Exercise instructions:
From the data below, return each line in which the string "SeedArgs" is found.

Data to examine:
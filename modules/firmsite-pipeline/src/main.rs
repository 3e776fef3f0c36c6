use std::fmt;
use std::path::PathBuf;
use std::process::ExitCode;
use std::sync::Arc;

use anyhow::{Context, Result};
use clap::{Args, Parser, Subcommand, ValueEnum};
use tracing::{info, warn};
use tracing_subscriber::EnvFilter;

use firecrawl_client::FirecrawlClient;
use firmsite_common::{AttorneyExtract, Config, IndustryExtract, PracticeAreaExtract, Taxonomy};
use firmsite_pipeline::cache::ResponseCache;
use firmsite_pipeline::discovery::{DiscoveryOptions, SiteDiscovery};
use firmsite_pipeline::scrape::{scrape_category, CategoryScraper, ScrapeSettings, ScrapeStats};
use firmsite_pipeline::seed::{seed_file, SeedOptions, SeedStats, SeedWriter};
use payload_client::PayloadClient;

const SITE_MAP_PATH: &str = "data/site-map.json";
const DEFAULT_LOG_FILTER: &str = "firmsite=info,firecrawl_client=info,payload_client=info";

#[derive(Parser)]
#[command(name = "firmsite", about = "Discover, scrape and seed the firm website content")]
struct Cli {
    #[command(subcommand)]
    command: Command,
}

#[derive(Subcommand)]
enum Command {
    /// Enumerate site URLs and write the categorized site map.
    Discover(DiscoverArgs),
    /// Extract structured content for one category of the site map.
    Scrape(ScrapeArgs),
    /// Upsert a scrape output document into the CMS.
    Seed(SeedArgs),
    /// Manage the provider response cache.
    Cache {
        #[command(subcommand)]
        action: CacheAction,
    },
}

#[derive(Subcommand)]
enum CacheAction {
    /// Delete every cached provider response.
    Clear,
}

#[derive(Args)]
struct DiscoverArgs {
    /// Site to discover. Defaults to FIRMSITE_BASE_URL.
    #[arg(long = "baseUrl")]
    base_url: Option<String>,
    #[arg(long, default_value = SITE_MAP_PATH)]
    out: PathBuf,
    /// Always run the crawl phase.
    #[arg(long = "useCrawl")]
    use_crawl: bool,
    /// Fail instead of falling back to map results when the crawl fails.
    #[arg(long = "requireCrawl")]
    require_crawl: bool,
    #[arg(long, default_value_t = 2)]
    depth: u32,
    #[arg(long, default_value_t = 200)]
    limit: u32,
    /// Ignore cached provider responses.
    #[arg(long)]
    force: bool,
}

#[derive(Args)]
struct ScrapeArgs {
    kind: Kind,
    #[arg(long = "in", default_value = SITE_MAP_PATH)]
    input: PathBuf,
    /// Defaults to data/<kind>.json.
    #[arg(long)]
    out: Option<PathBuf>,
    #[arg(long, default_value_t = 2)]
    concurrency: usize,
    #[arg(long)]
    force: bool,
    /// Re-fetch URLs whose cached record has errors.
    #[arg(long)]
    retry_failed: bool,
}

#[derive(Args)]
struct SeedArgs {
    kind: Kind,
    /// Defaults to data/<kind>.json.
    #[arg(long = "in")]
    input: Option<PathBuf>,
    /// Log what would be written without writing it.
    #[arg(long)]
    dry_run: bool,
}

#[derive(Debug, Clone, Copy, ValueEnum)]
enum Kind {
    PracticeAreas,
    Industries,
    Attorneys,
}

impl Kind {
    fn default_path(self) -> PathBuf {
        PathBuf::from(format!("data/{self}.json"))
    }
}

impl fmt::Display for Kind {
    fn fmt(&self, f: &mut fmt::Formatter<'_>) -> fmt::Result {
        f.write_str(match self {
            Kind::PracticeAreas => "practice-areas",
            Kind::Industries => "industries",
            Kind::Attorneys => "attorneys",
        })
    }
}

#[tokio::main]
async fn main() -> Result<ExitCode> {
    init_tracing();

    let cli = Cli::parse();
    let config = Config::from_env();
    config.log_redacted();

    let cache = ResponseCache::new(&config.cache_dir);

    match cli.command {
        Command::Discover(args) => discover(&config, &cache, args).await,
        Command::Scrape(args) => {
            let taxonomy = Arc::new(Taxonomy::load(&config));
            scrape(&config, cache, taxonomy, args).await
        }
        Command::Seed(args) => {
            let taxonomy = Taxonomy::load(&config);
            seed(&config, &taxonomy, args).await
        }
        Command::Cache {
            action: CacheAction::Clear,
        } => {
            let removed = cache
                .clear()
                .await
                .with_context(|| format!("Failed to clear {}", cache.dir().display()))?;
            println!("Removed {removed} cached responses from {}", cache.dir().display());
            Ok(ExitCode::SUCCESS)
        }
    }
}

fn init_tracing() {
    let filter = log_filter(std::env::var("RUST_LOG").ok().as_deref());

    if std::env::var("LOG_FORMAT").is_ok_and(|v| v.eq_ignore_ascii_case("json")) {
        tracing_subscriber::fmt().json().with_env_filter(filter).init();
    } else {
        tracing_subscriber::fmt().with_env_filter(filter).init();
    }
}

/// `RUST_LOG` when set and parsable, else info for our own crates.
fn log_filter(rust_log: Option<&str>) -> EnvFilter {
    rust_log
        .and_then(|directives| EnvFilter::try_new(directives).ok())
        .unwrap_or_else(|| EnvFilter::new(DEFAULT_LOG_FILTER))
}

fn firecrawl(config: &Config) -> Option<FirecrawlClient> {
    config
        .firecrawl_api_key
        .clone()
        .map(|key| FirecrawlClient::new(key).with_base_url(&config.firecrawl_base_url))
}

async fn discover(config: &Config, cache: &ResponseCache, args: DiscoverArgs) -> Result<ExitCode> {
    let Some(client) = firecrawl(config) else {
        warn!("FIRECRAWL_API_KEY not configured, skipping discovery");
        println!("Skipped discovery: FIRECRAWL_API_KEY not configured");
        return Ok(ExitCode::SUCCESS);
    };

    let base_url = args.base_url.as_deref().unwrap_or(&config.site_base_url);
    let mut opts = DiscoveryOptions::new(base_url, args.out);
    opts.use_crawl = args.use_crawl;
    opts.require_crawl = args.require_crawl;
    opts.depth = args.depth;
    opts.limit = args.limit;
    opts.force = args.force;

    info!(base_url, out = %opts.out.display(), "Starting discovery");
    let report = SiteDiscovery::new(&client, cache, opts).run().await?;
    println!("{report}");
    Ok(ExitCode::SUCCESS)
}

async fn scrape(
    config: &Config,
    cache: ResponseCache,
    taxonomy: Arc<Taxonomy>,
    args: ScrapeArgs,
) -> Result<ExitCode> {
    let provider = firecrawl(config).map(Arc::new);
    if provider.is_none() {
        println!("FIRECRAWL_API_KEY not configured: every URL will be recorded as skipped");
    }

    let settings = ScrapeSettings {
        force: args.force,
        retry_failed: args.retry_failed,
        concurrency: args.concurrency,
        ..Default::default()
    };
    let scraper = CategoryScraper::new(provider, cache, taxonomy, settings);
    let out = args.out.unwrap_or_else(|| args.kind.default_path());

    let stats: ScrapeStats = match args.kind {
        Kind::PracticeAreas => {
            scrape_category::<PracticeAreaExtract, _>(&scraper, &args.input, &out).await?
        }
        Kind::Industries => {
            scrape_category::<IndustryExtract, _>(&scraper, &args.input, &out).await?
        }
        Kind::Attorneys => {
            scrape_category::<AttorneyExtract, _>(&scraper, &args.input, &out).await?
        }
    };
    println!("Scraped {} into {}: {stats}", args.kind, out.display());
    Ok(ExitCode::SUCCESS)
}

async fn seed(config: &Config, taxonomy: &Taxonomy, args: SeedArgs) -> Result<ExitCode> {
    let payload = config.require_payload()?;
    let client = PayloadClient::new(&payload.url, &payload.api_key, &payload.auth_collection);
    let opts = SeedOptions {
        dry_run: args.dry_run,
        email_domain: config.attorney_email_domain.clone(),
    };
    let writer = SeedWriter::new(&client, taxonomy, opts);
    let input = args.input.unwrap_or_else(|| args.kind.default_path());

    let stats: SeedStats = match args.kind {
        Kind::PracticeAreas => seed_file::<PracticeAreaExtract, _>(&writer, &input).await?,
        Kind::Industries => seed_file::<IndustryExtract, _>(&writer, &input).await?,
        Kind::Attorneys => seed_file::<AttorneyExtract, _>(&writer, &input).await?,
    };
    println!("Seeded {}: {stats}", args.kind);

    Ok(if stats.has_errors() {
        ExitCode::FAILURE
    } else {
        ExitCode::SUCCESS
    })
}

#[cfg(test)]
mod tests {
    use super::*;

    #[test]
    fn rust_log_replaces_default_filter() {
        let filter = log_filter(Some("firmsite=debug")).to_string().to_lowercase();
        assert_eq!(filter, "firmsite=debug");
    }

    #[test]
    fn default_filter_when_rust_log_unset_or_invalid() {
        for rust_log in [None, Some("firmsite=loud")] {
            let filter = log_filter(rust_log).to_string().to_lowercase();
            assert!(filter.contains("firmsite=info"), "{filter}");
        }
    }
}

Result of this task:
    Seed(SeedArgs),
struct SeedArgs {
async fn seed(config: &Config, taxonomy: &Taxonomy, args: SeedArgs) -> Result<ExitCode> {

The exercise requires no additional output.